WORK ITEM -> Would you please copy every line of the material that follows, exactly as it reads?

INPUT DATA ->
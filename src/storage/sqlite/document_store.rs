use crate::errors::DigestResult;
use crate::storage::sqlite::SqliteStorage;
use crate::storage::traits::DocumentStore;

/// Documents kept as rows of the `documents` table
pub struct SqliteDocumentStore {
    storage: SqliteStorage,
}

impl SqliteDocumentStore {
    pub fn new(storage: SqliteStorage) -> Self {
        Self { storage }
    }
}

impl DocumentStore for SqliteDocumentStore {
    fn read(&self, path: &str) -> DigestResult<Option<Vec<u8>>> {
        let conn = self.storage.connection()?;
        let mut stmt = conn.prepare("SELECT body FROM documents WHERE path = ?1")?;

        match stmt.query_row([path], |row| row.get::<_, Vec<u8>>(0)) {
            Ok(body) => Ok(Some(body)),
            Err(rusqlite::Error::QueryReturnedNoRows) => Ok(None),
            Err(e) => Err(e.into()),
        }
    }

    fn write(&self, path: &str, body: &[u8]) -> DigestResult<()> {
        let conn = self.storage.connection()?;
        conn.execute(
            "INSERT INTO documents (path, body, updated_at) VALUES (?1, ?2, datetime('now'))
             ON CONFLICT(path) DO UPDATE SET body = excluded.body, updated_at = excluded.updated_at",
            (path, body),
        )?;
        Ok(())
    }

    fn close(&self) -> DigestResult<()> {
        let conn = self.storage.connection()?;
        conn.execute_batch("PRAGMA optimize;")?;
        Ok(())
    }
}

#[cfg(test)]
mod tests {
    use super::*;

    fn setup() -> SqliteDocumentStore {
        SqliteDocumentStore::new(SqliteStorage::in_memory().unwrap())
    }

    #[test]
    fn test_missing_document_is_none() {
        let store = setup();
        assert!(store.read("processed_articles.json").unwrap().is_none());
    }

    #[test]
    fn test_write_then_overwrite() {
        let store = setup();

        store.write("doc.json", b"{\"a\":1}").unwrap();
        assert_eq!(store.read("doc.json").unwrap().unwrap(), b"{\"a\":1}");

        store.write("doc.json", b"{\"b\":2}").unwrap();
        assert_eq!(store.read("doc.json").unwrap().unwrap(), b"{\"b\":2}");
        assert!(store.read("other.json").unwrap().is_none());
    }

    #[test]
    fn test_close() {
        let store = setup();
        store.write("doc.json", b"{}").unwrap();
        store.close().unwrap();
    }
}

ANSWER SECTION ->
filename src/storage/sqlite/document_store.rs
use crate::errors::DigestResult;
use crate::storage::sqlite::SqliteStorage;
use crate::storage::traits::DocumentStore;

/// Documents kept as rows of the `documents` table
pub struct SqliteDocumentStore {
    storage: SqliteStorage,
}

impl SqliteDocumentStore {
    pub fn new(storage: SqliteStorage) -> Self {
        Self { storage }
    }
}

impl DocumentStore for SqliteDocumentStore {
    fn read(&self, path: &str) -> DigestResult<Option<Vec<u8>>> {
        let conn = self.storage.connection()?;
        let mut stmt = conn.prepare("SELECT body FROM documents WHERE path = ?1")?;

        match stmt.query_row([path], |row| row.get::<_, Vec<u8>>(0)) {
            Ok(body) => Ok(Some(body)),
            Err(rusqlite::Error::QueryReturnedNoRows) => Ok(None),
            Err(e) => Err(e.into()),
        }
    }

    fn write(&self, path: &str, body: &[u8]) -> DigestResult<()> {
        let conn = self.storage.connection()?;
        conn.execute(
            "INSERT INTO documents (path, body, updated_at) VALUES (?1, ?2, datetime('now'))
             ON CONFLICT(path) DO UPDATE SET body = excluded.body, updated_at = excluded.updated_at",
            (path, body),
        )?;
        Ok(())
    }

    fn close(&self) -> DigestResult<()> {
        let conn = self.storage.connection()?;
        conn.execute_batch("PRAGMA optimize;")?;
        Ok(())
    }
}

#[cfg(test)]
mod tests {
    use super::*;

    fn setup() -> SqliteDocumentStore {
        SqliteDocumentStore::new(SqliteStorage::in_memory().unwrap())
    }

    #[test]
    fn test_missing_document_is_none() {
        let store = setup();
        assert!(store.read("processed_articles.json").unwrap().is_none());
    }

    #[test]
    fn test_write_then_overwrite() {
        let store = setup();

        store.write("doc.json", b"{\"a\":1}").unwrap();
        assert_eq!(store.read("doc.json").unwrap().unwrap(), b"{\"a\":1}");

        store.write("doc.json", b"{\"b\":2}").unwrap();
        assert_eq!(store.read("doc.json").unwrap().unwrap(), b"{\"b\":2}");
        assert!(store.read("other.json").unwrap().is_none());
    }

    #[test]
    fn test_close() {
        let store = setup();
        store.write("doc.json", b"{}").unwrap();
        store.close().unwrap();
    }
}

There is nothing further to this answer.